De ese artefacto me quedan recuerdos gozosos, sudorosos y dolorosos. Porque de bajada eras el “Rey de las pistas”, pero no siempre porque a veces una mala maniobra, un chiquillo que cruzaba la calle, un maldito perro o un caballo campesino que de repente se aparecían, te obligaban a hacer una brusca maniobra y la carreta acababa volcándose y entonces sí que se producía un accidente donde el piloto era el más agraviado, porque era el primero en sentir la raspada del duro cemento en las manos, los codos y las rodillas que después se convertían en una o más serias llagas, y encima tenía que soportar el peso del copiloto que le caía encima.

De subida era todo un calvario cargar la “máquina”, aun cuando no pesaba mucho era casi de tu tamaño. En las calles planas el copiloto era el que tenía que sufrir empujando. Los que teníamos carreta nos gozábamos haciéndonos empujar por algunos niños que no la tenían,  y como pago de su servicio los dejábamos gozar del placer de ser conductores, pero sólo por algunos minutos. Raras veces esos accidentes acababan en roturas de los huesos de las piernas o los brazos, pero sí eso sucedía, se terminaba la diversión para el quebrado. Pero eso nada tenía que ver con nosotros, porque éramos mejores pilotos que esos sonsos, le decíamos a nuestra madre cuando nos advertía sobre ese peligro.

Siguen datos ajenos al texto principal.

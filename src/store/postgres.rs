use anyhow::{Context, Result};
use sqlx::{postgres::PgPoolOptions, postgres::PgRow, PgPool, Row};

use crate::model::{
    Category, CategoryUpdate, Company, CompanyUpdate, Id, NewCategory, NewCompany, NewProduct,
    Product, ProductUpdate,
};
use crate::store::traits::{CategoryStore, CompanyStore, LinkStore, ProductStore, Store};

const SELECT_COMPANY: &str = r#"
    SELECT c.id, c.name, c.city, c.state,
           COALESCE((SELECT array_agg(cc.category_id ORDER BY cc.category_id)
                     FROM company_categories cc
                     WHERE cc.company_id = c.id), '{}') AS categories
    FROM companies c
"#;

const SELECT_CATEGORY: &str = r#"
    SELECT cat.id, cat.name, cat.kind,
           COALESCE((SELECT array_agg(p.id ORDER BY p.id)
                     FROM products p
                     WHERE p.category_id = cat.id), '{}') AS products,
           COALESCE((SELECT array_agg(cc.company_id ORDER BY cc.company_id)
                     FROM company_categories cc
                     WHERE cc.category_id = cat.id), '{}') AS companies
    FROM categories cat
"#;

const SELECT_PRODUCT: &str =
    "SELECT id, name, price, mfg_date, expiry_date, category_id FROM products";

#[derive(Debug, Clone)]
pub struct PostgresStore {
    pool: PgPool,
}

impl PostgresStore {
    /// Create a new PostgreSQL store with the given database URL
    pub async fn new(database_url: &str, max_connections: u32) -> Result<Self> {
        let pool = PgPoolOptions::new()
            .max_connections(max_connections)
            .connect(database_url)
            .await
            .context("Failed to create PostgreSQL connection pool")?;

        Ok(Self { pool })
    }

    /// Create the catalog schema if it does not exist yet. The two foreign
    /// keys carry the cascade policy: dropping a company removes only its
    /// join rows, dropping a category removes its join rows and its products.
    pub async fn migrate(&self) -> Result<()> {
        let statements = [
            r#"CREATE TABLE IF NOT EXISTS companies (
                id    BIGSERIAL PRIMARY KEY,
                name  TEXT NOT NULL UNIQUE,
                city  TEXT NOT NULL,
                state TEXT NOT NULL
            )"#,
            r#"CREATE TABLE IF NOT EXISTS categories (
                id   BIGSERIAL PRIMARY KEY,
                name TEXT NOT NULL UNIQUE,
                kind TEXT NOT NULL
            )"#,
            r#"CREATE TABLE IF NOT EXISTS products (
                id          BIGSERIAL PRIMARY KEY,
                name        TEXT NOT NULL UNIQUE,
                price       DOUBLE PRECISION NOT NULL,
                mfg_date    DATE NOT NULL,
                expiry_date DATE NOT NULL,
                category_id BIGINT REFERENCES categories(id) ON DELETE CASCADE
            )"#,
            r#"CREATE TABLE IF NOT EXISTS company_categories (
                company_id  BIGINT NOT NULL REFERENCES companies(id) ON DELETE CASCADE,
                category_id BIGINT NOT NULL REFERENCES categories(id) ON DELETE CASCADE,
                PRIMARY KEY (company_id, category_id)
            )"#,
        ];

        for statement in statements {
            sqlx::query(statement)
                .execute(&self.pool)
                .await
                .context("Failed to run catalog migration")?;
        }

        Ok(())
    }

    /// Get a reference to the connection pool
    pub fn pool(&self) -> &PgPool {
        &self.pool
    }
}

fn company_from_row(row: &PgRow) -> Company {
    Company {
        id: row.get("id"),
        name: row.get("name"),
        city: row.get("city"),
        state: row.get("state"),
        categories: row.get("categories"),
    }
}

fn category_from_row(row: &PgRow) -> Category {
    Category {
        id: row.get("id"),
        name: row.get("name"),
        kind: row.get("kind"),
        products: row.get("products"),
        companies: row.get("companies"),
    }
}

fn product_from_row(row: &PgRow) -> Product {
    Product {
        id: row.get("id"),
        name: row.get("name"),
        price: row.get("price"),
        mfg_date: row.get("mfg_date"),
        expiry_date: row.get("expiry_date"),
        category_id: row.get("category_id"),
    }
}

#[async_trait::async_trait]
impl CompanyStore for PostgresStore {
    async fn list_companies(&self) -> Result<Vec<Company>> {
        let rows = sqlx::query(&format!("{} ORDER BY c.id", SELECT_COMPANY))
            .fetch_all(&self.pool)
            .await
            .context("Failed to list companies")?;

        Ok(rows.iter().map(company_from_row).collect())
    }

    async fn get_company(&self, id: Id) -> Result<Option<Company>> {
        let row = sqlx::query(&format!("{} WHERE c.id = $1", SELECT_COMPANY))
            .bind(id)
            .fetch_optional(&self.pool)
            .await
            .context("Failed to fetch company")?;

        Ok(row.as_ref().map(company_from_row))
    }

    async fn find_company_by_name(&self, name: &str) -> Result<Option<Company>> {
        let row = sqlx::query(&format!("{} WHERE c.name = $1", SELECT_COMPANY))
            .bind(name)
            .fetch_optional(&self.pool)
            .await
            .context("Failed to fetch company by name")?;

        Ok(row.as_ref().map(company_from_row))
    }

    async fn insert_company(&self, new: NewCompany) -> Result<Company> {
        let row = sqlx::query(
            "INSERT INTO companies (name, city, state) VALUES ($1, $2, $3) RETURNING id",
        )
        .bind(&new.name)
        .bind(&new.city)
        .bind(&new.state)
        .fetch_one(&self.pool)
        .await
        .context("Failed to insert company")?;

        Ok(Company {
            id: row.get("id"),
            name: new.name,
            city: new.city,
            state: new.state,
            categories: Vec::new(),
        })
    }

    async fn update_company(&self, id: Id, fields: &CompanyUpdate) -> Result<bool> {
        let result = sqlx::query("UPDATE companies SET name = $1, city = $2, state = $3 WHERE id = $4")
            .bind(&fields.name)
            .bind(&fields.city)
            .bind(&fields.state)
            .bind(id)
            .execute(&self.pool)
            .await
            .context("Failed to update company")?;

        Ok(result.rows_affected() > 0)
    }

    async fn delete_company(&self, id: Id) -> Result<bool> {
        let result = sqlx::query("DELETE FROM companies WHERE id = $1")
            .bind(id)
            .execute(&self.pool)
            .await
            .context("Failed to delete company")?;

        Ok(result.rows_affected() > 0)
    }
}

#[async_trait::async_trait]
impl CategoryStore for PostgresStore {
    async fn get_category(&self, id: Id) -> Result<Option<Category>> {
        let row = sqlx::query(&format!("{} WHERE cat.id = $1", SELECT_CATEGORY))
            .bind(id)
            .fetch_optional(&self.pool)
            .await
            .context("Failed to fetch category")?;

        Ok(row.as_ref().map(category_from_row))
    }

    async fn find_category_by_name(&self, name: &str) -> Result<Option<Category>> {
        let row = sqlx::query(&format!("{} WHERE cat.name = $1", SELECT_CATEGORY))
            .bind(name)
            .fetch_optional(&self.pool)
            .await
            .context("Failed to fetch category by name")?;

        Ok(row.as_ref().map(category_from_row))
    }

    async fn insert_category(&self, new: NewCategory, company_id: Id) -> Result<Category> {
        let mut tx = self
            .pool
            .begin()
            .await
            .context("Failed to open category insert transaction")?;

        let row = sqlx::query("INSERT INTO categories (name, kind) VALUES ($1, $2) RETURNING id")
            .bind(&new.name)
            .bind(&new.kind)
            .fetch_one(&mut *tx)
            .await
            .context("Failed to insert category")?;
        let id: Id = row.get("id");

        sqlx::query("INSERT INTO company_categories (company_id, category_id) VALUES ($1, $2)")
            .bind(company_id)
            .bind(id)
            .execute(&mut *tx)
            .await
            .context("Failed to link new category to company")?;

        tx.commit()
            .await
            .context("Failed to commit category insert")?;

        Ok(Category {
            id,
            name: new.name,
            kind: new.kind,
            products: Vec::new(),
            companies: vec![company_id],
        })
    }

    async fn update_category(&self, id: Id, fields: &CategoryUpdate) -> Result<bool> {
        let result = sqlx::query("UPDATE categories SET name = $1, kind = $2 WHERE id = $3")
            .bind(&fields.name)
            .bind(&fields.kind)
            .bind(id)
            .execute(&self.pool)
            .await
            .context("Failed to update category")?;

        Ok(result.rows_affected() > 0)
    }

    async fn delete_category(&self, id: Id) -> Result<bool> {
        // Products and join rows go with it through the ON DELETE CASCADE keys.
        let result = sqlx::query("DELETE FROM categories WHERE id = $1")
            .bind(id)
            .execute(&self.pool)
            .await
            .context("Failed to delete category")?;

        Ok(result.rows_affected() > 0)
    }
}

#[async_trait::async_trait]
impl ProductStore for PostgresStore {
    async fn get_product(&self, id: Id) -> Result<Option<Product>> {
        let row = sqlx::query(&format!("{} WHERE id = $1", SELECT_PRODUCT))
            .bind(id)
            .fetch_optional(&self.pool)
            .await
            .context("Failed to fetch product")?;

        Ok(row.as_ref().map(product_from_row))
    }

    async fn find_product_by_name(&self, name: &str) -> Result<Option<Product>> {
        let row = sqlx::query(&format!("{} WHERE name = $1", SELECT_PRODUCT))
            .bind(name)
            .fetch_optional(&self.pool)
            .await
            .context("Failed to fetch product by name")?;

        Ok(row.as_ref().map(product_from_row))
    }

    async fn insert_product(&self, new: NewProduct, category_id: Id) -> Result<Product> {
        let row = sqlx::query(
            r#"INSERT INTO products (name, price, mfg_date, expiry_date, category_id)
               VALUES ($1, $2, $3, $4, $5) RETURNING id"#,
        )
        .bind(&new.name)
        .bind(new.price)
        .bind(new.mfg_date)
        .bind(new.expiry_date)
        .bind(category_id)
        .fetch_one(&self.pool)
        .await
        .context("Failed to insert product")?;

        Ok(Product {
            id: row.get("id"),
            name: new.name,
            price: new.price,
            mfg_date: new.mfg_date,
            expiry_date: new.expiry_date,
            category_id: Some(category_id),
        })
    }

    async fn update_product(&self, id: Id, fields: &ProductUpdate) -> Result<bool> {
        let result = sqlx::query(
            r#"UPDATE products
               SET name = $1, price = $2, mfg_date = $3, expiry_date = $4
               WHERE id = $5"#,
        )
        .bind(&fields.name)
        .bind(fields.price)
        .bind(fields.mfg_date)
        .bind(fields.expiry_date)
        .bind(id)
        .execute(&self.pool)
        .await
        .context("Failed to update product")?;

        Ok(result.rows_affected() > 0)
    }

    async fn delete_product(&self, id: Id) -> Result<bool> {
        let result = sqlx::query("DELETE FROM products WHERE id = $1")
            .bind(id)
            .execute(&self.pool)
            .await
            .context("Failed to delete product")?;

        Ok(result.rows_affected() > 0)
    }
}

#[async_trait::async_trait]
impl LinkStore for PostgresStore {
    async fn link_category(&self, company_id: Id, category_id: Id) -> Result<()> {
        sqlx::query(
            r#"INSERT INTO company_categories (company_id, category_id)
               VALUES ($1, $2) ON CONFLICT DO NOTHING"#,
        )
        .bind(company_id)
        .bind(category_id)
        .execute(&self.pool)
        .await
        .context("Failed to link category to company")?;

        Ok(())
    }

    async fn unlink_category(&self, company_id: Id, category_id: Id) -> Result<bool> {
        let result = sqlx::query(
            "DELETE FROM company_categories WHERE company_id = $1 AND category_id = $2",
        )
        .bind(company_id)
        .bind(category_id)
        .execute(&self.pool)
        .await
        .context("Failed to unlink category from company")?;

        Ok(result.rows_affected() > 0)
    }

    async fn attach_product(&self, category_id: Id, product_id: Id) -> Result<()> {
        sqlx::query("UPDATE products SET category_id = $1 WHERE id = $2")
            .bind(category_id)
            .bind(product_id)
            .execute(&self.pool)
            .await
            .context("Failed to attach product to category")?;

        Ok(())
    }

    async fn detach_product(&self, category_id: Id, product_id: Id) -> Result<bool> {
        let result =
            sqlx::query("UPDATE products SET category_id = NULL WHERE id = $1 AND category_id = $2")
                .bind(product_id)
                .bind(category_id)
                .execute(&self.pool)
                .await
                .context("Failed to detach product from category")?;

        Ok(result.rows_affected() > 0)
    }
}

impl Store for PostgresStore {}
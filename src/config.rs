use serde::{Deserialize, Serialize};

#[derive(Debug, Clone, Serialize, Deserialize)]
pub struct AppConfig {
    pub server: ServerConfig,
    pub database: DatabaseConfig,
}

#[derive(Debug, Clone, Serialize, Deserialize)]
pub struct ServerConfig {
    pub host: String,
    pub port: u16,
}

#[derive(Debug, Clone, Serialize, Deserialize)]
pub struct DatabaseConfig {
    pub connection_string: Option<String>,
    pub max_connections: Option<u32>,
}

impl Default for AppConfig {
    fn default() -> Self {
        Self {
            server: ServerConfig::default(),
            database: DatabaseConfig::default(),
        }
    }
}

impl Default for ServerConfig {
    fn default() -> Self {
        Self {
            host: "127.0.0.1".to_string(),
            port: 3001,
        }
    }
}

impl Default for DatabaseConfig {
    fn default() -> Self {
        Self {
            connection_string: None,
            max_connections: Some(20),
        }
    }
}

impl AppConfig {
    /// Load configuration from environment variables and config file
    pub fn load() -> anyhow::Result<Self> {
        let mut config = config::Config::builder();

        // Add default configuration
        config = config.add_source(config::Config::try_from(&AppConfig::default())?);

        // Add config file if it exists
        config = config.add_source(config::File::with_name("config").required(false));

        // Add environment variables with prefix "CATALOG_"
        config = config.add_source(
            config::Environment::with_prefix("CATALOG")
                .separator("_")
                .prefix_separator("_"),
        );

        let config = config.build()?;
        let app_config: AppConfig = config.try_deserialize()?;

        Ok(app_config)
    }

    /// Get the database URL from config or environment. There is no baked-in
    /// default; an unconfigured database is a startup error.
    pub fn database_url(&self) -> anyhow::Result<String> {
        if let Some(connection_string) = &self.database.connection_string {
            return Ok(connection_string.clone());
        }

        // Fall back to environment variable
        if let Ok(url) = std::env::var("DATABASE_URL") {
            return Ok(url);
        }

        anyhow::bail!(
            "no database configured: set CATALOG_DATABASE_CONNECTION_STRING or DATABASE_URL"
        )
    }

    /// Connection pool size, with a sensible cap when unset.
    pub fn max_connections(&self) -> u32 {
        self.database.max_connections.unwrap_or(20)
    }

    /// Get the server bind address
    pub fn server_address(&self) -> String {
        format!("{}:{}", self.server.host, self.server.port)
    }
}
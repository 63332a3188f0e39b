pub mod handlers;
pub mod routes;

pub use handlers::*;
pub use routes::*;
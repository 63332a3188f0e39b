use crate::model::Id;
use serde::{Deserialize, Serialize};

/// A product category. A category may belong to several companies (the
/// inverse side of the company's set) and owns its products one-to-many.
/// Both sets are read-assembled from the relationship index.
#[derive(Debug, Clone, PartialEq, Serialize, Deserialize)]
pub struct Category {
    pub id: Id,
    pub name: String,
    #[serde(rename = "type")]
    pub kind: String,
    #[serde(default)]
    pub products: Vec<Id>,
    #[serde(default)]
    pub companies: Vec<Id>,
}

/// Input model for creating or updating a category. Relationship sets are
/// never part of an update; they change only through attach/detach.
#[derive(Debug, Clone, PartialEq, Serialize, Deserialize)]
pub struct NewCategory {
    pub name: String,
    #[serde(rename = "type")]
    pub kind: String,
}

pub type CategoryUpdate = NewCategory;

Recuerdo que la Municipalidad Provincial organizaba concurso de carretas por la bajada de la avenida Núñez, que era la calle más largamente pavimentada y creo que aún lo es todavía. Ese era un acontecimiento maravilloso para nosotros los joros, pues teníamos ocasión de ver cómo los más valerosos pilotos mostraban su destreza, su arrojo y valentía, especialmente aquellos que hacían la bajada en sus poderosas, ruidosas y veloces carretas, donde las ruedas eran cojinetes. Esas eran la “FORMULA 1” en la afición por las carretas.

Aun cuando aquellos concursos eran un "mate de risa" para los mayores, que sin ningún disimulo gozaban a mandíbula batiente de ver como los rapazuelos se “sacaban el ancho” en esas tablas rodantes. Acabada la función terminaban hipócritamente opinando que esas competencias eran peligrosas y que debían ser prohibidas por las autoridades.